Seattle Times staff reporter
A city of Seattle hearing examiner has ordered the reinstatement of two employees fired or demoted for failing to aggressively investigate allegations of fraud at a nonprofit senior-services agency that contracted with the city.
A program manager for Senior Services of Seattle King County was charged in January with stealing $91,000 from a city-funded program that supported grandparents who suddenly held responsibility for their grandchildren. He has pleaded not guilty.
No city employees were implicated, but four were recommended for discipline, including termination, for not thoroughly investigating a whistle-blower complaint in November 2010 that a program manager at the nonprofit was misusing city funds.

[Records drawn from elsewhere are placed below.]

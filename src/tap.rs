use std::fmt;
use std::sync::Arc;
use tracing::info;

/// Cap on the decoded text preview. Hex dumps of binary payloads are
/// intentionally not capped
pub const PREVIEW_CAP: usize = 1024;

/// Direction labels a one-directional leg of a relayed session
#[derive(Debug, Clone, Copy, PartialEq, Eq)]
pub enum Direction {
    ClientToTarget,
    TargetToClient,
}

impl fmt::Display for Direction {
    fn fmt(&self, f: &mut fmt::Formatter<'_>) -> fmt::Result {
        match self {
            Direction::ClientToTarget => write!(f, "client -> target"),
            Direction::TargetToClient => write!(f, "target -> client"),
        }
    }
}

/// Classification is the result of inspecting a payload chunk
#[derive(Debug, Clone, Copy, PartialEq, Eq)]
pub enum Classification {
    Text,
    Binary,
}

/// TrafficEvent records one observed payload chunk. Ephemeral: produced,
/// logged, never persisted
#[derive(Debug, Clone)]
pub struct TrafficEvent {
    pub domain: Arc<str>,
    pub direction: Direction,
    pub size: usize,
    pub classification: Classification,
    pub preview: String,
}

/// TrafficTap is a read-only inspector attached to one direction of a
/// watched session. It observes each chunk without consuming, delaying,
/// or mutating it
#[derive(Debug, Clone)]
pub struct TrafficTap {
    domain: Arc<str>,
    direction: Direction,
}

/// TrafficTap implementation block
impl TrafficTap {
    /// new is a constructor for the TrafficTap type
    pub fn new(domain: Arc<str>, direction: Direction) -> Self {
        Self { domain, direction }
    }

    /// observe inspects and logs one payload chunk. The caller keeps the
    /// chunk: same bytes, same boundaries, same order flow onward
    pub fn observe(&self, chunk: &[u8]) -> TrafficEvent {
        let size = chunk.len();

        // Decode at most the first PREVIEW_CAP bytes for preview purposes
        let capped = &chunk[..size.min(PREVIEW_CAP)];
        let preview = String::from_utf8_lossy(capped).into_owned();
        let classification = classify(&preview);

        match classification {
            Classification::Text => info!(
                domain = %self.domain,
                direction = %self.direction,
                size,
                "text payload:\n{preview}"
            ),
            Classification::Binary => info!(
                domain = %self.domain,
                direction = %self.direction,
                size,
                "binary payload, hex dump:\n{}",
                hex::encode(chunk)
            ),
        }

        TrafficEvent {
            domain: Arc::clone(&self.domain),
            direction: self.direction,
            size,
            classification,
            preview,
        }
    }
}

/// classify decides whether decoded content is text or binary: strictly more
/// than 10% non-whitespace control characters means binary. Empty content is
/// text by convention
pub fn classify(text: &str) -> Classification {
    let mut total = 0usize;
    let mut control = 0usize;

    for c in text.chars() {
        total += 1;
        if c.is_control() && !c.is_whitespace() {
            control += 1;
        }
    }

    // Strictly more than 10%, in integer arithmetic
    if total > 0 && control * 10 > total {
        Classification::Binary
    } else {
        Classification::Text
    }
}

#[cfg(test)]
mod tests {
    use super::*;

    fn tap(direction: Direction) -> TrafficTap {
        TrafficTap::new(Arc::from("example.com"), direction)
    }

    #[test]
    fn printable_text_is_text() {
        assert_eq!(
            classify("GET / HTTP/1.1\r\nHost: example.com\r\n\r\n"),
            Classification::Text
        );
    }

    #[test]
    fn control_heavy_content_is_binary() {
        // 2 control chars out of 10 -> 20% > 10%
        let content = "\u{1}\u{2}aaaaaaaa";
        assert_eq!(classify(content), Classification::Binary);
    }

    #[test]
    fn exactly_ten_percent_is_text() {
        // 1 control char out of 10 -> 10%, strict inequality keeps it text
        let content = "\u{1}aaaaaaaaa";
        assert_eq!(content.chars().count(), 10);
        assert_eq!(classify(content), Classification::Text);
    }

    #[test]
    fn whitespace_control_chars_do_not_count() {
        assert_eq!(classify("\n\n\t\r ab"), Classification::Text);
    }

    #[test]
    fn empty_content_is_text() {
        assert_eq!(classify(""), Classification::Text);
    }

    #[test]
    fn observe_records_size_and_labels() {
        let event = tap(Direction::ClientToTarget).observe(b"hello world");

        assert_eq!(event.size, 11);
        assert_eq!(event.classification, Classification::Text);
        assert_eq!(event.direction, Direction::ClientToTarget);
        assert_eq!(&*event.domain, "example.com");
        assert_eq!(event.preview, "hello world");
    }

    #[test]
    fn observe_caps_preview_not_size() {
        let chunk = vec![b'a'; 4096];
        let event = tap(Direction::TargetToClient).observe(&chunk);

        assert_eq!(event.size, 4096);
        assert_eq!(event.preview.len(), PREVIEW_CAP);
        assert_eq!(event.classification, Classification::Text);
    }

    #[test]
    fn observe_empty_chunk_is_text() {
        let event = tap(Direction::ClientToTarget).observe(b"");
        assert_eq!(event.size, 0);
        assert_eq!(event.classification, Classification::Text);
    }
}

Hearing Examiner Sue Tanner on Wednesday ordered Ginny Adams, who had been fired, and Georgiana Arnold, who first was terminated then demoted, be reinstated to their former positions and awarded back pay and benefits.
Tanner concluded their failure to investigate was a serious offense and a breach of fiduciary responsibility and public trust. But she said the failures didn't represent a pattern of misconduct and that the discipline was not consistent with other sanctions imposed by the department.
She ordered a 30-day suspension for Adams, a senior grants and contracts specialist in the city's Aging and Disability Services Division, and a two-week suspension for Arnold, a senior manager who supervised Adams.
Neither could be reached for comment Wednesday.
Dannette Smith, director of the city Human Services Department, said, "HSD is going to accept the decision. We're going to work as amicably as we can to bring them back."
An independent investigation Smith ordered concluded in October that the whistle-blower offered to provide Adams documents to back up allegations that Gregory Townsend, the Senior Services program manager, had created a fictitious moving and hauling business and was billing the city for work not performed.
The report also found that Adams gave Townsend two weeks' notice that she would be reviewing his invoices and expenditures. Her review did not uncover the fraud. The whistle-blower ultimately complained to the state auditor, who notified Senior Services in March 2011.
Townsend was fired that month.
Pam Piering, a former director of Aging and Disability Services, was also recommended for firing, but retired in July 2011.
The department has since reorganized its contract services and oversight, said Smith. She said employees ask more questions and are more vigilant about contract monitoring.
"As much as some people wanted to say this was a witch hunt — no, this is about ensuring that the department has the leadership to provide oversight and make the staff successful."